Regarding the broken Art Deco hand mirror in the bathroom: I broke it. I apologize. There were only two of us living in our house, you and me. Who did I think I was fooling with that ghost story?
I too now say "you're plucking my nerves" to my children, especially when they are having water-splashing contests in the kitchen—right next to my cell phone.
Remember the bag of plums? I was 7. You were 35. You bet me a bag of plums that you could make the green traffic light. You made the light; I cried and then refused to buy you the plums. Then, for the next 32 years, I still refused to buy you the plums. Well, I owe you the plums. Further, I had a tendency as a child and young person to remain entrenched in ridiculous, no-win positions. This is not a happy way to live. You tried to tell me. I didn't listen.
About the drinking. It's behind us. Please, please forgive yourself.
The dog. I promised I would walk the dog. Over and over again, I promised I would walk the dog. I meant it at the time—but I didn't do it. You worked 60 hours a week to support us. I understand now why you had to give the dog away.
I secretly loved it when you hung your head out the car window and shouted "to thine own self be true!" in front of all the other kids on the playground. Shakespeare is the voice of life.
The wisest thing you ever did was to ignore me when I stayed out late as a teenager and came home smelling like Camel Lights, boys and very berry wine coolers. Like yourself, I am a bit of a rule breaker—but when there are no rules, it takes the fun out of self-destruction.
Your hair is
blond. (Clearly, it is not blond.) But I now understand why I should go along with your little white lies, because I am getting older too, and I know why we all need them. By the way, my bottom is
As for Madame Butterfly
, to this day, I am ashamed. You bought me tickets to the most moving opera in the world. We went. We watched. We wept. The bell rang for intermission. You swept us off to dinner in the exquisite restaurant at Lincoln Center. I objected on the grounds it was too touristy. I felt it was akin to a bus ride in Paris. I was a fool! Worse, I was pretentious. That whole period—1991 to 1998—I was so afraid of being a country bumpkin that I was a big fat boob.
You made me be friends with "Barbara Bourbot" because she didn't have any friends. You made me into a kinder person.
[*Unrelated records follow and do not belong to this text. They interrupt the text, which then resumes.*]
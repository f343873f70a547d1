//! `;`-delimited report serialization
//!
//! The report targets spreadsheet imports in locales that use `;` as list
//! separator and `,` as decimal mark, so cells follow their own quoting rules
//! rather than RFC 4180:
//!
//! - phone-number columns (`to`, `from`) are written as `="value"` formulas so
//!   leading `+` and zeros survive the import
//! - `price` uses a decimal comma
//! - any other value containing `;` or `"` is wrapped in double quotes
//!
//! Lines are joined with `\n` and the file has no trailing newline.

use indexmap::IndexSet;
use serde_json::Value;
use std::io::Write;
use std::path::{Path, PathBuf};
use tempfile::NamedTempFile;
use tracing::{debug, warn};

use super::{OutputError, OutputResult};
use crate::Record;

/// Field delimiter
pub const DELIMITER: &str = ";";

/// First cell of a row that could not be assembled
pub const ROW_ERROR_PLACEHOLDER: &str = "ERROR_PROCESSING_ROW";

/// Columns rendered as `="value"` formulas
const FORMULA_COLUMNS: [&str; 2] = ["to", "from"];

/// Column rendered with a decimal comma
const PRICE_COLUMN: &str = "price";

/// Render one cell
pub fn format_cell(column: &str, value: Option<&Value>) -> Result<String, serde_json::Error> {
    let raw = match value {
        None | Some(Value::Null) => return Ok(String::new()),
        Some(Value::String(s)) => s.clone(),
        Some(nested @ (Value::Array(_) | Value::Object(_))) => serde_json::to_string(nested)?,
        Some(scalar) => scalar.to_string(),
    };

    let escaped = raw
        .replace("\r\n", " ")
        .replace(['\n', '\r'], " ")
        .replace('"', "\"\"");

    let mut cell = if FORMULA_COLUMNS.contains(&column) {
        format!("=\"{escaped}\"")
    } else if escaped.contains(';') || escaped.contains('"') {
        format!("\"{escaped}\"")
    } else {
        escaped
    };

    if column == PRICE_COLUMN {
        cell = cell.replacen('.', ",", 1);
    }
    Ok(cell)
}

/// Union of record keys in first-seen order
pub fn collect_columns(records: &[Record]) -> Vec<String> {
    let mut columns: IndexSet<&str> = IndexSet::new();
    for record in records {
        for key in record.keys() {
            columns.insert(key.as_str());
        }
    }
    columns.into_iter().map(str::to_string).collect()
}

fn render_row(columns: &[String], record: &Record) -> Result<String, serde_json::Error> {
    let cells = columns
        .iter()
        .map(|column| format_cell(column, record.get(column)))
        .collect::<Result<Vec<_>, _>>()?;
    Ok(cells.join(DELIMITER))
}

fn placeholder_row(width: usize) -> String {
    let mut cells = vec![String::new(); width.max(1)];
    cells[0] = ROW_ERROR_PLACEHOLDER.to_string();
    cells.join(DELIMITER)
}

/// Serialized report text and what went into it
#[derive(Debug, Clone, PartialEq, Eq)]
pub struct RenderedReport {
    /// Header plus one line per record, joined with `\n`
    pub text: String,
    /// Column names in output order
    pub columns: Vec<String>,
    /// Data rows written
    pub rows: usize,
    /// Rows replaced by the placeholder
    pub failed_rows: usize,
}

/// Serialize records into report text
pub fn render_report(records: &[Record]) -> RenderedReport {
    let columns = collect_columns(records);
    let mut lines = Vec::with_capacity(records.len() + 1);
    lines.push(columns.join(DELIMITER));

    let mut failed_rows = 0;
    for (index, record) in records.iter().enumerate() {
        match render_row(&columns, record) {
            Ok(line) => lines.push(line),
            Err(e) => {
                warn!(row = index, error = %e, "Failed to render row, writing placeholder");
                failed_rows += 1;
                lines.push(placeholder_row(columns.len()));
            }
        }
    }

    RenderedReport {
        text: lines.join("\n"),
        columns,
        rows: records.len(),
        failed_rows,
    }
}

/// Write `contents` to `path` through a temporary file in the same directory.
///
/// Readers see either the previous file or the complete new one.
pub fn write_atomic(path: &Path, contents: &str) -> OutputResult<PathBuf> {
    let parent = path
        .parent()
        .ok_or_else(|| OutputError::NoParent(path.to_path_buf()))?;
    std::fs::create_dir_all(parent).map_err(|e| io_error(parent, e))?;

    let mut temp = NamedTempFile::new_in(parent).map_err(|e| io_error(parent, e))?;
    temp.write_all(contents.as_bytes())
        .map_err(|e| io_error(temp.path(), e))?;
    temp.as_file()
        .sync_all()
        .map_err(|e| io_error(temp.path(), e))?;
    temp.persist(path).map_err(|e| io_error(path, e.error))?;

    debug!(path = %path.display(), bytes = contents.len(), "Report written");
    Ok(path.to_path_buf())
}

fn io_error(path: &Path, source: std::io::Error) -> OutputError {
    OutputError::Io {
        path: path.to_path_buf(),
        source,
    }
}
Your purple-and-white-striped tube top, the one you used to wear while sunbathing in the front yard while I cringed...I would like it now, if you don't want it anymore—please? I realize you want to give me the lovely things you never got as a child. But it reminds me of you more than a strand of pearls or a silver comb-and-brush set. I can't help it.
When you wonder out loud if life would have been easier if you had stayed with my father, or if you should have had a second child because it's too hard to be a single mom of an only daughter—it's too much work; there's too little outside perspective; there's too much intimacy, so much so that our thoughts and glances and combined history tell us more than words will ever be capable of—you are probably right. It would have been easier. We would have fought less. We would have ended up as different people. Which would have been the greatest loss of my life. I like who we are, together and separately, and most of all when we are laughing side by side at old episodes of I Love Lucy
, eating potato chips late at night.